Elle le fit taire d'une bourrade et avant de le laisser aller lui tâta par habitude les poches de sa livrée. Elle aimait bien Flipot et en aurait volontiers fait son page s'il avait pu se débarrasser de son parler argotier, de son nez morveux et de sa détestable manie de « vendanger » autour de lui de menus objets qui ne lui étaient pas destinés. Mais chacun sait qu'on se débarrasse difficilement d'une première éducation. Angélique trouva dans ses poches une tabatière, une bague, deux colliers de verroterie que devaient pleurer en ce moment quelques filles de cuisine, un mouchoir de dentelle.
– Ça va pour cette fois, lui dit-elle, sévère, mais que je ne t'y prenne jamais avec de l'or ou des montres.
– Des montres ? Pouah ! dit Flipot d'un air dégoûté. J'aime pas ces bêtes-là. Ça vous regarde et ça jaspine comme si c'était vivant.
Tandis qu'elle revenait vers les salons, l'animation ambiante ne pouvait plus la distraire de son souci. D'un instant à l'autre il lui faudrait se retrouver devant Philippe. Elle ne parvenait pas à décider d'une attitude : Furieuse ? Indifférente ? Conciliatrice ? Debout au seuil des grandes salles illuminées elle le chercha des yeux et ne le vit pas. Apercevant à une table Mme de Montausier et diverses dames dont Mme de Roure qu'elle connaissait, elle alla s'y asseoir avec l'intention de tenir une partie. Mme de Montausier la regarda d'un air saisi puis se levant elle lui dit qu'elle ne pouvait se mettre là, qu'à cette table il n'y avait que les dames qui pouvaient monter dans le carrosse de la reine et manger avec elle.
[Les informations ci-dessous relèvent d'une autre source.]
use chrono::Utc;
use uuid::Uuid;

use crate::{
    Account, EngineError, ResultEngine, StoreError, Transfer, commands::OpenAccountCmd,
};

use super::{Engine, account_error, fund_error, transfer_error};

impl Engine {
    /// Open an account with its opening cash balance and nothing invested.
    pub async fn open_account(&self, cmd: OpenAccountCmd) -> ResultEngine<Account> {
        let account = Account::open(
            self.ids.generate(),
            &cmd.owner_id,
            cmd.cash_balance,
            Utc::now(),
        )?;
        self.store.insert_account(&account).await?;
        Ok(account)
    }

    pub async fn account(&self, id: Uuid) -> ResultEngine<Account> {
        self.read(id, "get_account", || self.store.get_account(id))
            .await
            .map_err(|err| account_error(err, id))
    }

    /// Attach `fund_id` to an account that has no fund yet.
    ///
    /// An account holds at most one fund: asking again, even for the same
    /// fund, is [`EngineError::FundAlreadyAssociated`].
    pub async fn associate_fund(&self, account_id: Uuid, fund_id: Uuid) -> ResultEngine<Account> {
        let mut attempt = 1;
        loop {
            let account = self.account(account_id).await?;
            if let Some(current) = account.fund_id {
                return Err(EngineError::FundAlreadyAssociated(format!(
                    "account {account_id} is already associated with fund {current}"
                )));
            }
            self.fund(fund_id).await?;

            match self
                .store
                .set_account_fund(account_id, account.revision, fund_id, Utc::now())
                .await
            {
                Ok(account) => {
                    tracing::info!(%account_id, %fund_id, "fund associated");
                    return Ok(account);
                }
                // Re-read: the concurrent writer may have associated a fund.
                Err(StoreError::Conflict(_)) if self.retry.allows_retry(attempt) => {
                    attempt += 1;
                }
                Err(err @ StoreError::NotFound(_)) => return Err(fund_error(err, fund_id)),
                Err(err) => return Err(account_error(err, account_id)),
            }
        }
    }

    /// Transfers of an account, oldest execution first.
    pub async fn transfers(&self, account_id: Uuid) -> ResultEngine<Vec<Transfer>> {
        self.account(account_id).await?;
        self.read(account_id, "list_transfers", || {
            self.store.list_transfers(account_id)
        })
        .await
        .map_err(EngineError::from)
    }

    pub async fn transfer(&self, id: Uuid) -> ResultEngine<Transfer> {
        self.read(id, "get_transfer", || self.store.get_transfer(id))
            .await
            .map_err(|err| transfer_error(err, id))
    }
}

#[cfg(test)]
mod tests {
    use std::sync::Arc;

    use super::*;
    use crate::{FundCategory, MemoryStore, Money, RetryPolicy, RiskTier, commands::NewFundCmd};

    async fn engine() -> Engine {
        Engine::builder()
            .store(Arc::new(MemoryStore::new()))
            .retry_policy(RetryPolicy::immediate(3))
            .build()
            .await
            .unwrap()
    }

    #[tokio::test]
    async fn associate_once() {
        let engine = engine().await;
        let account = engine
            .open_account(OpenAccountCmd::new("alice", Money::from_units(100)))
            .await
            .unwrap();
        let fund = engine
            .create_fund(NewFundCmd::new(
                "World",
                "Global equity",
                FundCategory::Equity,
                RiskTier::High,
            ))
            .await
            .unwrap();

        let associated = engine.associate_fund(account.id, fund.id).await.unwrap();
        assert_eq!(associated.fund_id, Some(fund.id));
        assert_eq!(associated.revision, account.revision + 1);

        let err = engine
            .associate_fund(account.id, fund.id)
            .await
            .unwrap_err();
        assert!(matches!(err, EngineError::FundAlreadyAssociated(_)));
    }

    #[tokio::test]
    async fn unknown_records() {
        let engine = engine().await;
        let account = engine
            .open_account(OpenAccountCmd::new("bob", Money::ZERO))
            .await
            .unwrap();

        assert!(matches!(
            engine.associate_fund(account.id, Uuid::new_v4()).await,
            Err(EngineError::FundNotFound(_))
        ));
        assert!(matches!(
            engine.account(Uuid::new_v4()).await,
            Err(EngineError::AccountNotFound(_))
        ));
        assert!(matches!(
            engine.transfers(Uuid::new_v4()).await,
            Err(EngineError::AccountNotFound(_))
        ));
        assert!(matches!(
            engine.transfer(Uuid::new_v4()).await,
            Err(EngineError::TransferNotFound(_))
        ));
        assert!(engine.transfers(account.id).await.unwrap().is_empty());
    }

    #[tokio::test]
    async fn open_rejects_negative_cash() {
        let engine = engine().await;
        let err = engine
            .open_account(OpenAccountCmd::new("carol", Money::from_units(-1)))
            .await
            .unwrap_err();
        assert!(matches!(err, EngineError::InvalidAmount(_)));
    }
}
La jeune femme s'excusa. Elle n'osa plus s'asseoir à une autre table de peur de commettre un nouvel impair, et décida de partir elle-même à la recherche de sa chambre. Aux premiers étages, il n'y avait point de logements pour les courtisans. Hors les appartements royaux, d'immenses pièces de réception étaient en cours d'aménagement. Par contre les greniers offraient de multiples chambrettes grossièrement cloisonnées et réservées en principe pour la valetaille, mais où les plus grands seigneurs étaient trop contents de trouver ce soir un refuge. Il y régnait une activité de ruche, chacun allant de cellule en cellule parmi le désordre des coffres et des garde-robes qu'apportaient les domestiques, l'énervement des dames à leur toilette houspillant des servantes encombrées d'énormes robes et l'inquiétude de la plupart des invités guettant au hasard des couloirs étroits, le « trou » qui leur était réservé.
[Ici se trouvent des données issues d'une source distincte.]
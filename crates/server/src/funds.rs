//! Funds API endpoints.

use api_types::fund::{FundCategory, FundList, FundNew, FundUpdate, FundView, RiskTier};
use axum::{
    Json,
    extract::{
        Path, State,
        rejection::{JsonRejection, PathRejection},
    },
    http::StatusCode,
};
use engine::{
    Fund, Money,
    commands::{NewFundCmd, UpdateFundCmd},
};
use uuid::Uuid;

use crate::{ServerError, params, payload, server::ServerState};

fn category_view(category: engine::FundCategory) -> FundCategory {
    match category {
        engine::FundCategory::Equity => FundCategory::Equity,
        engine::FundCategory::Bond => FundCategory::Bond,
        engine::FundCategory::Index => FundCategory::Index,
        engine::FundCategory::Mixed => FundCategory::Mixed,
    }
}

fn risk_view(risk: engine::RiskTier) -> RiskTier {
    match risk {
        engine::RiskTier::Low => RiskTier::Low,
        engine::RiskTier::Medium => RiskTier::Medium,
        engine::RiskTier::High => RiskTier::High,
    }
}

fn fund_view(fund: Fund) -> FundView {
    FundView {
        id: fund.id,
        name: fund.name,
        description: fund.description,
        category: category_view(fund.category),
        risk: risk_view(fund.risk),
        performance: fund.performance.to_storage(),
        total: fund.total.to_storage(),
        revision: fund.revision,
        created_at: fund.created_at,
        updated_at: fund.updated_at,
    }
}

fn optional_money(value: Option<&str>) -> Result<Money, ServerError> {
    Ok(value.map(str::parse::<Money>).transpose()?.unwrap_or(Money::ZERO))
}

pub async fn fund_new(
    State(state): State<ServerState>,
    body: Result<Json<FundNew>, JsonRejection>,
) -> Result<(StatusCode, Json<FundView>), ServerError> {
    let payload = payload(body)?;
    let category = engine::FundCategory::try_from(payload.category.as_str())?;
    let risk = engine::RiskTier::try_from(payload.risk.as_str())?;

    let cmd = NewFundCmd::new(payload.name, payload.description, category, risk)
        .performance(optional_money(payload.performance.as_deref())?)
        .total(optional_money(payload.total.as_deref())?);
    let fund = state.engine.create_fund(cmd).await?;

    Ok((StatusCode::CREATED, Json(fund_view(fund))))
}

pub async fn list(State(state): State<ServerState>) -> Result<Json<FundList>, ServerError> {
    let funds = state.engine.funds().await?;
    Ok(Json(FundList {
        funds: funds.into_iter().map(fund_view).collect(),
    }))
}

pub async fn get(
    State(state): State<ServerState>,
    path: Result<Path<Uuid>, PathRejection>,
) -> Result<Json<FundView>, ServerError> {
    let fund_id = params(path)?;
    let fund = state.engine.fund(fund_id).await?;
    Ok(Json(fund_view(fund)))
}

pub async fn fund_update(
    State(state): State<ServerState>,
    path: Result<Path<Uuid>, PathRejection>,
    body: Result<Json<FundUpdate>, JsonRejection>,
) -> Result<Json<FundView>, ServerError> {
    let fund_id = params(path)?;
    let payload = payload(body)?;
    let fund = state
        .engine
        .update_fund(UpdateFundCmd::new(fund_id, payload.name, payload.description))
        .await?;
    Ok(Json(fund_view(fund)))
}
pub use sea_orm_migration::prelude::*;

mod m20261001_000000_init;
mod m20261001_000001_transfer_idempotency;

pub struct Migrator;

#[async_trait::async_trait]
impl MigratorTrait for Migrator {
    fn migrations() -> Vec<Box<dyn MigrationTrait>> {
        vec![
            Box::new(m20261001_000000_init::Migration),
            Box::new(m20261001_000001_transfer_idempotency::Migration),
        ]
    }
}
Des maréchaux-des-logis en uniforme bleu, préposés à cette tâche, achevaient d'écrire à la craie sur les portes les noms des occupants de chaque chambre. Des groupes émus les suivaient dans un murmure de déception ou de cris satisfaits. Angélique fut hélée par le malin Flipot :
– Psst ! par ici, Marquise.
Il ajouta, méprisant :
– Elle est pas grande votre « carrée ». C'est-y possible d'être logé comme ça dans le palais du Roi !
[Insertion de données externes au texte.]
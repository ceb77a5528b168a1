use std::{
    collections::HashMap,
    sync::{Mutex, MutexGuard},
};

use async_trait::async_trait;
use chrono::{DateTime, Utc};
use uuid::Uuid;

use crate::{Account, Fund, Money, NewTransfer, StoreError, Transfer, balances::AccountBalances};

use super::{RecordStore, StoreResult};

#[derive(Debug, Default)]
struct State {
    accounts: HashMap<Uuid, Account>,
    funds: HashMap<Uuid, Fund>,
    transfers: HashMap<Uuid, Transfer>,
    keys: HashMap<(Uuid, String), Uuid>,
}

/// Process-local store.
///
/// Each call is atomic on its own but there is no way to group calls, so
/// [`RecordStore::atomic`] is `None` and transfers go through the
/// compensating path.
#[derive(Debug, Default)]
pub struct MemoryStore {
    state: Mutex<State>,
}

impl MemoryStore {
    pub fn new() -> Self {
        Self::default()
    }

    fn state(&self) -> StoreResult<MutexGuard<'_, State>> {
        self.state
            .lock()
            .map_err(|_| StoreError::Unavailable("memory store lock poisoned".to_string()))
    }
}

fn account_not_found(id: Uuid) -> StoreError {
    StoreError::NotFound(format!("account {id}"))
}

fn fund_not_found(id: Uuid) -> StoreError {
    StoreError::NotFound(format!("fund {id}"))
}

fn check_revision(kind: &str, id: Uuid, stored: i64, expected: i64) -> StoreResult<()> {
    if stored != expected {
        return Err(StoreError::Conflict(format!(
            "{kind} {id} is at revision {stored}, expected {expected}"
        )));
    }
    Ok(())
}

#[async_trait]
impl RecordStore for MemoryStore {
    async fn get_account(&self, id: Uuid) -> StoreResult<Account> {
        self.state()?
            .accounts
            .get(&id)
            .cloned()
            .ok_or_else(|| account_not_found(id))
    }

    async fn get_fund(&self, id: Uuid) -> StoreResult<Fund> {
        self.state()?
            .funds
            .get(&id)
            .cloned()
            .ok_or_else(|| fund_not_found(id))
    }

    async fn update_account(
        &self,
        id: Uuid,
        expected_revision: i64,
        balances: AccountBalances,
        now: DateTime<Utc>,
    ) -> StoreResult<Account> {
        let mut state = self.state()?;
        let account = state
            .accounts
            .get_mut(&id)
            .ok_or_else(|| account_not_found(id))?;
        check_revision("account", id, account.revision, expected_revision)?;
        if balances.cash_balance.is_negative() || balances.invested_total.is_negative() {
            return Err(StoreError::Invalid(format!(
                "account {id} balances must be >= 0"
            )));
        }
        account.cash_balance = balances.cash_balance;
        account.invested_total = balances.invested_total;
        account.revision += 1;
        account.updated_at = now;
        Ok(account.clone())
    }

    async fn update_fund_total(
        &self,
        id: Uuid,
        expected_revision: i64,
        total: Money,
        now: DateTime<Utc>,
    ) -> StoreResult<Fund> {
        let mut state = self.state()?;
        let fund = state.funds.get_mut(&id).ok_or_else(|| fund_not_found(id))?;
        check_revision("fund", id, fund.revision, expected_revision)?;
        if total.is_negative() {
            return Err(StoreError::Invalid(format!("fund {id} total must be >= 0")));
        }
        fund.total = total;
        fund.revision += 1;
        fund.updated_at = now;
        Ok(fund.clone())
    }

    async fn create_transfer(&self, transfer: NewTransfer) -> StoreResult<Transfer> {
        let mut state = self.state()?;
        if state.transfers.contains_key(&transfer.id) {
            return Err(StoreError::Duplicate(format!("transfer {}", transfer.id)));
        }
        if let Some(key) = &transfer.idempotency_key {
            let slot = (transfer.account_id, key.clone());
            if state.keys.contains_key(&slot) {
                return Err(StoreError::Duplicate(format!(
                    "idempotency key {key} for account {}",
                    transfer.account_id
                )));
            }
            state.keys.insert(slot, transfer.id);
        }
        let stored = transfer.into_transfer(Utc::now());
        state.transfers.insert(stored.id, stored.clone());
        Ok(stored)
    }

    async fn find_transfer_by_key(
        &self,
        account_id: Uuid,
        key: &str,
    ) -> StoreResult<Option<Transfer>> {
        let state = self.state()?;
        Ok(state
            .keys
            .get(&(account_id, key.to_string()))
            .and_then(|id| state.transfers.get(id))
            .cloned())
    }

    async fn get_transfer(&self, id: Uuid) -> StoreResult<Transfer> {
        self.state()?
            .transfers
            .get(&id)
            .cloned()
            .ok_or_else(|| StoreError::NotFound(format!("transfer {id}")))
    }

    async fn list_transfers(&self, account_id: Uuid) -> StoreResult<Vec<Transfer>> {
        let mut transfers: Vec<Transfer> = self
            .state()?
            .transfers
            .values()
            .filter(|t| t.account_id == account_id)
            .cloned()
            .collect();
        transfers.sort_by(|a, b| {
            a.executed_at
                .cmp(&b.executed_at)
                .then_with(|| a.created_at.cmp(&b.created_at))
                .then_with(|| a.id.cmp(&b.id))
        });
        Ok(transfers)
    }

    async fn insert_account(&self, account: &Account) -> StoreResult<()> {
        let mut state = self.state()?;
        if state.accounts.contains_key(&account.id) {
            return Err(StoreError::Duplicate(format!("account {}", account.id)));
        }
        state.accounts.insert(account.id, account.clone());
        Ok(())
    }

    async fn insert_fund(&self, fund: &Fund) -> StoreResult<()> {
        let mut state = self.state()?;
        if state.funds.contains_key(&fund.id) {
            return Err(StoreError::Duplicate(format!("fund {}", fund.id)));
        }
        state.funds.insert(fund.id, fund.clone());
        Ok(())
    }

    async fn list_funds(&self) -> StoreResult<Vec<Fund>> {
        let mut funds: Vec<Fund> = self.state()?.funds.values().cloned().collect();
        funds.sort_by(|a, b| a.name.cmp(&b.name).then_with(|| a.id.cmp(&b.id)));
        Ok(funds)
    }

    async fn update_fund_details(
        &self,
        id: Uuid,
        name: &str,
        description: &str,
        now: DateTime<Utc>,
    ) -> StoreResult<Fund> {
        let mut state = self.state()?;
        let fund = state.funds.get_mut(&id).ok_or_else(|| fund_not_found(id))?;
        fund.name = name.to_string();
        fund.description = description.to_string();
        fund.revision += 1;
        fund.updated_at = now;
        Ok(fund.clone())
    }

    async fn set_account_fund(
        &self,
        id: Uuid,
        expected_revision: i64,
        fund_id: Uuid,
        now: DateTime<Utc>,
    ) -> StoreResult<Account> {
        let mut state = self.state()?;
        if !state.funds.contains_key(&fund_id) {
            return Err(fund_not_found(fund_id));
        }
        let account = state
            .accounts
            .get_mut(&id)
            .ok_or_else(|| account_not_found(id))?;
        check_revision("account", id, account.revision, expected_revision)?;
        account.fund_id = Some(fund_id);
        account.revision += 1;
        account.updated_at = now;
        Ok(account.clone())
    }
}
Toutes ses idées sur le luxe des grands étaient bouleversées. Javotte se présenta, les joues rouges et l'air troublé.
– J'ai là votre nécessaire, Madame. Je ne l'ai point lâché.
En pénétrant plus avant Angélique découvrit la cause de ce trouble. C'était La Violette, le premier valet de chambre de son mari.
Ce solide gaillard n'avait de modeste que son nom, La Violette. C'était un géant, jovial comme un soldat, déluré comme un Parisien, quoiqu'il fût du Poitou, et roux comme un Anglais, parmi lesquels il devait compter des ancêtres, de ceux qui occupèrent l'Aquitaine aux XIVe et XVe siècles. Bien à son aise, malgré sa taille de débardeur, dans sa livrée et dans son rôle de valet, il était souple, alerte, industrieux, toujours bavard et renseigné. Mais sa faconde disparut d'un coup lorsqu'il aperçut Angélique, et il la considéra bouche bée comme une apparition. Était-ce la même femme que quelques heures plus tôt il avait roulée comme un saucisson et remise aux bonnes sœurs du couvent des Augustines de Bellevue ?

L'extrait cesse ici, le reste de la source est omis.